D’autres auront pu laisser entendre qu’il y aurait danger à offrir aux juges davantage de pouvoirs. Sauf que les magistrats n’ont d’autres marges d’appréciation que celles que leur donne le législateur, et qu’en l’espèce il s’agit simplement de leur rappeler que la loi leur permet de souligner la gravité d’un acte ou d’une parole racistes en prononçant l’inéligibilité, sachant que le principe de l’individualisation des peines leur laisse, in fine, la totale liberté d’user ou non des articles à leur disposition.

Chacune des forces politiques représentées au Palais-Bourbon sera, par conséquent, le 2 décembre, placée devant un choix essentiel, et elle devra en rendre compte devant l’opinion démocratique. Toutes sont confrontées à la nécessité de construire un rapport de force à la hauteur d’un défi politique essentiel. 

C’est ce qui motivait déjà, en un moment où l’extrême droite et l’abomination raciste commençaient à monter en puissance, la proposition de « loi Gayssot » qui devait, en 1990, renforcer les moyens de la lutte contre les appels à la haine et la négation des crimes contre l’humanité.
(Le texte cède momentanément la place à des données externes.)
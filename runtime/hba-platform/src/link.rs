//! Link abstractions
//!
//! A [`Link`] is a full-duplex byte pipe to the FPGA (a serial port in
//! production, a socket pair or simulator in tests). An [`InterruptLine`] is
//! the level/edge side channel the FPGA raises when a core needs service.

use std::io;
use std::os::unix::io::RawFd;
use std::path::Path;
use std::time::Duration;

/// Byte transport to the FPGA
pub trait Link {
    /// Write as many bytes of `buf` as the device accepts right now.
    fn write(&mut self, buf: &[u8]) -> io::Result<usize>;

    /// Read whatever is available into `buf`.
    ///
    /// `Ok(0)` means the peer hung up.
    fn read(&mut self, buf: &mut [u8]) -> io::Result<usize>;

    /// Block until at least one byte is readable or `timeout` elapses.
    ///
    /// # Returns
    /// `Ok(true)` when readable, `Ok(false)` on timeout. An interrupted wait
    /// surfaces as [`io::ErrorKind::Interrupted`]; any other error means the
    /// readiness multiplexer itself failed.
    fn wait_readable(&mut self, timeout: Duration) -> io::Result<bool>;

    /// Re-apply line settings at a new bit rate without closing the handle.
    fn set_baud_rate(&mut self, baud: u32) -> io::Result<()> {
        let _ = baud;
        Ok(())
    }

    /// Descriptor to register with the event loop, if the link has one
    fn raw_fd(&self) -> Option<RawFd> {
        None
    }
}

/// Interrupt request line from the FPGA
pub trait InterruptLine {
    /// Sample the current level. `true` means a request is outstanding.
    fn is_asserted(&mut self) -> io::Result<bool>;

    /// Descriptor that signals edges as priority data (`POLLPRI`)
    fn raw_fd(&self) -> Option<RawFd> {
        None
    }
}

/// Opens links and interrupt lines by name
///
/// The transport holds a connector so it can close and reopen its link when
/// the port path or interrupt pin is reconfigured at runtime.
pub trait Connector {
    fn open_link(&self, path: &Path, baud: u32) -> io::Result<Box<dyn Link>>;

    fn open_interrupt_line(&self, pin: u32) -> io::Result<Box<dyn InterruptLine>>;
}
//! Interrupt service
//!
//! Runs on every interrupt-line edge and on the fallback poll:
//! confirm the line is high, read the pending mask from core 0, then call
//! each pending core's handler in ascending core order. Nothing here is
//! fatal except a multiplexer failure inside the query exchange, which the
//! transport latches separately.

use core::fmt;
use std::io;

use log::{debug, error, trace, warn};

use crate::dispatch::InterruptTable;
use crate::packet::{CoreId, REG_PENDING_LO};
use crate::{regs, FpgaBus, ProtocolError};

/// Bitmask of cores requesting service, from core 0 registers 0/1
#[derive(Debug, Clone, Copy, PartialEq, Eq, Default, Hash)]
pub struct PendingMask(u16);

impl PendingMask {
    pub const fn new(bits: u16) -> Self {
        Self(bits)
    }

    pub const fn from_registers(lo: u8, hi: u8) -> Self {
        Self(regs::u16_le(lo, hi))
    }

    pub const fn bits(self) -> u16 {
        self.0
    }

    pub const fn is_empty(self) -> bool {
        self.0 == 0
    }

    pub fn contains(self, core: CoreId) -> bool {
        self.0 & (1 << core.get()) != 0
    }

    /// Pending peripheral cores, ascending. Bit 0 is never reported.
    pub fn cores(self) -> impl Iterator<Item = CoreId> {
        CoreId::peripherals().filter(move |core| self.contains(*core))
    }
}

impl fmt::Display for PendingMask {
    fn fmt(&self, f: &mut fmt::Formatter<'_>) -> fmt::Result {
        write!(f, "{:#06x}", self.0)
    }
}

/// What one pass of the service routine did
#[derive(Debug, Clone, PartialEq, Eq)]
pub enum InterruptOutcome {
    /// No interrupt line is configured
    NoLine,
    /// Line low: nothing to do, no exchange made
    Spurious,
    /// The line level could not be read
    LineUnreadable,
    /// The pending-mask query failed
    QueryFailed(ProtocolError),
    /// Line high but no core pending
    NothingPending,
    Dispatched {
        pending: PendingMask,
        handled: Vec<CoreId>,
        unhandled: Vec<CoreId>,
    },
}

/// Read the pending mask from core 0 (one 2-register read)
pub fn read_pending(bus: &dyn FpgaBus) -> Result<PendingMask, ProtocolError> {
    let block = regs::read_registers(bus, CoreId::TRANSPORT, REG_PENDING_LO, 2)?;
    Ok(PendingMask::from_registers(block[0], block[1]))
}

/// Confirm, query, and dispatch
///
/// # Arguments
/// * `read_level` - Samples the interrupt line; called once, before any exchange
/// * `bus` - Bus for the query and handed to every handler
/// * `table` - Handler registrations
pub fn service<F>(read_level: F, bus: &dyn FpgaBus, table: &InterruptTable) -> InterruptOutcome
where
    F: FnOnce() -> io::Result<bool>,
{
    match read_level() {
        Ok(true) => {}
        Ok(false) => {
            trace!("interrupt line low, ignoring");
            return InterruptOutcome::Spurious;
        }
        Err(e) => {
            error!("failed to read interrupt line: {}", e);
            return InterruptOutcome::LineUnreadable;
        }
    }

    let pending = match read_pending(bus) {
        Ok(pending) => pending,
        Err(e) => {
            error!("failed to read pending interrupts: {}", e);
            return InterruptOutcome::QueryFailed(e);
        }
    };
    if pending.is_empty() {
        warn!("interrupt line high but no core is pending");
        return InterruptOutcome::NothingPending;
    }

    dispatch(pending, bus, table)
}

/// Call the handler of every core set in `pending`, ascending
pub fn dispatch(pending: PendingMask, bus: &dyn FpgaBus, table: &InterruptTable) -> InterruptOutcome {
    debug!("pending interrupts {}", pending);
    let mut handled = Vec::new();
    let mut unhandled = Vec::new();

    for core in pending.cores() {
        if bus.has_failed() {
            error!("transport failed, core {} and later not dispatched", core);
            break;
        }
        match table.handler(core) {
            Some(handler) => {
                handler.on_interrupt(bus);
                handled.push(core);
            }
            None => {
                warn!("unhandled interrupt from core {}", core);
                unhandled.push(core);
            }
        }
    }

    InterruptOutcome::Dispatched {
        pending,
        handled,
        unhandled,
    }
}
C’est à elle que l’on doit l’inclusion dans le droit français d’une possible peine d’inéligibilité des individus condamnés pour racisme. Le rapporteur de ce texte, le député de Seine-Saint-Denis François Asensi, avait d’ailleurs à l’époque parfaitement justifié le recours à cette mesure de protection de la démocratie, en indiquant qu’elle était bien plus adaptée que l’amende ou la prison pour sanctionner « celles et ceux qui veulent faire commerce des thèmes racistes afin de prospérer électoralement »

QUAND LE PACTE DE LA LIBÉRATION EST DIRECTEMENT VISÉ

L’enjeu est, cette fois, constitué par le danger de basculement politique et idéologique auquel la banalisation des actes et propos racistes confronte la nation. Ni plus, ni moins… D’autant que le problème ne se résume pas, hélas, aux tirades décomplexées qui se proposent d’imposer à notre pays un apartheid qui ne dit pas son nom. À travers ces harangues détestables, se trouvent visées les bases sur lesquelles la République  aura été rétablie, et refondée, au lendemain de la Libération. 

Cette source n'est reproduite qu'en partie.